In Kavkazskiy kalendar, Berzhe began publishing his works about the peoples of Dagestan and Chechnya. These works, which were describing recent events, contained a large amount of raw historical data. This was later recognized by Berzhe's himself, who in 1879 critically reviewed his work Chechnya i chechentsy (Chechnya and the Chechens), noting that, as "the first experience of this kind, this work is not without great shortcomings".

In 1857, Berzhe was appointed the head of the Tiflis Public Library. In 1861 he published the library's catalogue.

In 1858, Berzhe visited Dagestan in search of the rumored Utsmi chest, a chest containing ancient manuscripts which once belonged to an utsmi of Kaitag. With the help of the local administration and especially Dagestani scholars, notably Imam Shamil's former philosophy teacher Bin Khitinou Lachinilou, the chest was found. There was a rich collection of manuscripts in the chest that was later transferred to the Imperial Russian Academy of Sciences. It included a manuscript of The History of the Three Imams ( The Shining of Dagestani Swords) by Muhammad Tahir al-Qarakhi, a history of the Caucasian War from the Caucasian perspective. Berzhe also found a magnificent handwritten ancient copy of the Quran in one of the mosques of Khunzakh. It contained the genealogy of the Avar khans in its postscript that was published by Berzhe in one of the volumes of the Acts of the Caucasian Archaeographic Commission. In addition, in Temir-Khan-Shura, Prince Dzhoradze gifted Berzhe the manuscript Chronicle of Dagestan. Berzhe's visit to Dagestan was unusually fruitful and it was covered in the first issues of the newspaper Kavkaz for 1862.

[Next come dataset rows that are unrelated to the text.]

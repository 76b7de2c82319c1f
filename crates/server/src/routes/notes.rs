use axum::{
    Extension, Json, Router,
    extract::{Path, State},
    http::StatusCode,
    routing::{get, put},
};
use tracing::instrument;
use utils::{
    api::notes::{ListNotesResponse, NoteRequest, NoteResponse},
    response::ApiResponse,
};

use super::error::{ErrorResponse, storage_error};
use crate::{
    AppState,
    auth::RequestContext,
    db::notes::{Note, NoteInput},
};

pub fn router() -> Router<AppState> {
    Router::new()
        .route("/api/notes", get(list_notes).post(create_note))
        .route("/api/notes/{note_id}", put(update_note).delete(delete_note))
}

#[instrument(
    name = "notes.list_notes",
    skip(state, ctx),
    fields(subject = %ctx.identity.subject())
)]
async fn list_notes(
    State(state): State<AppState>,
    Extension(ctx): Extension<RequestContext>,
) -> Result<Json<ApiResponse<ListNotesResponse>>, ErrorResponse> {
    let notes = state
        .notes()
        .list_for_owner(ctx.identity.subject())
        .await
        .map_err(|error| storage_error(error, "list notes"))?;

    Ok(Json(ApiResponse::success(ListNotesResponse {
        notes: notes.into_iter().map(note_response).collect(),
    })))
}

#[instrument(
    name = "notes.create_note",
    skip(state, ctx, payload),
    fields(subject = %ctx.identity.subject())
)]
async fn create_note(
    State(state): State<AppState>,
    Extension(ctx): Extension<RequestContext>,
    Json(payload): Json<NoteRequest>,
) -> Result<Json<ApiResponse<NoteResponse>>, ErrorResponse> {
    let input = note_input(&payload)?;

    let note = state
        .notes()
        .create(ctx.identity.subject(), input)
        .await
        .map_err(|error| storage_error(error, "create note"))?;

    tracing::info!(note_id = note.id, "note created");
    Ok(Json(ApiResponse::success_with_message(
        note_response(note),
        "ok",
    )))
}

#[instrument(
    name = "notes.update_note",
    skip(state, ctx, payload),
    fields(subject = %ctx.identity.subject())
)]
async fn update_note(
    State(state): State<AppState>,
    Extension(ctx): Extension<RequestContext>,
    Path(note_id): Path<i64>,
    Json(payload): Json<NoteRequest>,
) -> Result<Json<ApiResponse<NoteResponse>>, ErrorResponse> {
    let input = note_input(&payload)?;
    ensure_owner(&state, note_id, ctx.identity.subject()).await?;

    // The row can vanish between the ownership check and the write.
    let note = state
        .notes()
        .update_owned(note_id, ctx.identity.subject(), input)
        .await
        .map_err(|error| storage_error(error, "update note"))?
        .ok_or_else(not_found)?;

    Ok(Json(ApiResponse::success_with_message(
        note_response(note),
        "ok",
    )))
}

#[instrument(
    name = "notes.delete_note",
    skip(state, ctx),
    fields(subject = %ctx.identity.subject())
)]
async fn delete_note(
    State(state): State<AppState>,
    Extension(ctx): Extension<RequestContext>,
    Path(note_id): Path<i64>,
) -> Result<Json<ApiResponse<()>>, ErrorResponse> {
    ensure_owner(&state, note_id, ctx.identity.subject()).await?;

    let deleted = state
        .notes()
        .delete_owned(note_id, ctx.identity.subject())
        .await
        .map_err(|error| storage_error(error, "delete note"))?;

    if !deleted {
        return Err(not_found());
    }

    tracing::info!(note_id, "note deleted");
    Ok(Json(ApiResponse::success_with_message((), "ok")))
}

/// 404 when the note does not exist, 403 when someone else owns it.
async fn ensure_owner(
    state: &AppState,
    note_id: i64,
    subject: &str,
) -> Result<(), ErrorResponse> {
    let note = state
        .notes()
        .find(note_id)
        .await
        .map_err(|error| storage_error(error, "load note"))?
        .ok_or_else(not_found)?;

    if note.user_id != subject {
        return Err(ErrorResponse::new(StatusCode::FORBIDDEN, "Forbidden"));
    }

    Ok(())
}

fn note_input(payload: &NoteRequest) -> Result<NoteInput<'_>, ErrorResponse> {
    let title = payload.title.trim();
    if title.is_empty() {
        return Err(ErrorResponse::new(StatusCode::BAD_REQUEST, "Title is required"));
    }

    Ok(NoteInput {
        title,
        content: &payload.content,
    })
}

fn not_found() -> ErrorResponse {
    ErrorResponse::new(StatusCode::NOT_FOUND, "Note not found")
}

fn note_response(note: Note) -> NoteResponse {
    NoteResponse {
        id: note.id,
        title: note.title,
        content: note.content,
        created_at: note.created_at,
        updated_at: note.updated_at,
    }
}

Berzhe also discovered the autograph of the famous Kabardian author Shora Nogmov History of the Adyghe people. Berzhe wrote a preface to this work with the help of Kabardian intellectuals who personally knew Nogmov. He published the work in the Kavkazskiy kalendar in 1861 and the German translation of the work in Leipzig in 1866. Publication of Nogmov's work was met positively by Pyotr Uslar, and later by Soviet historians and philologists like Georgy Kokiev, Tugan Kumykov, Georgy Turchaninov, Ilya Treskov and Hasan Turkaev.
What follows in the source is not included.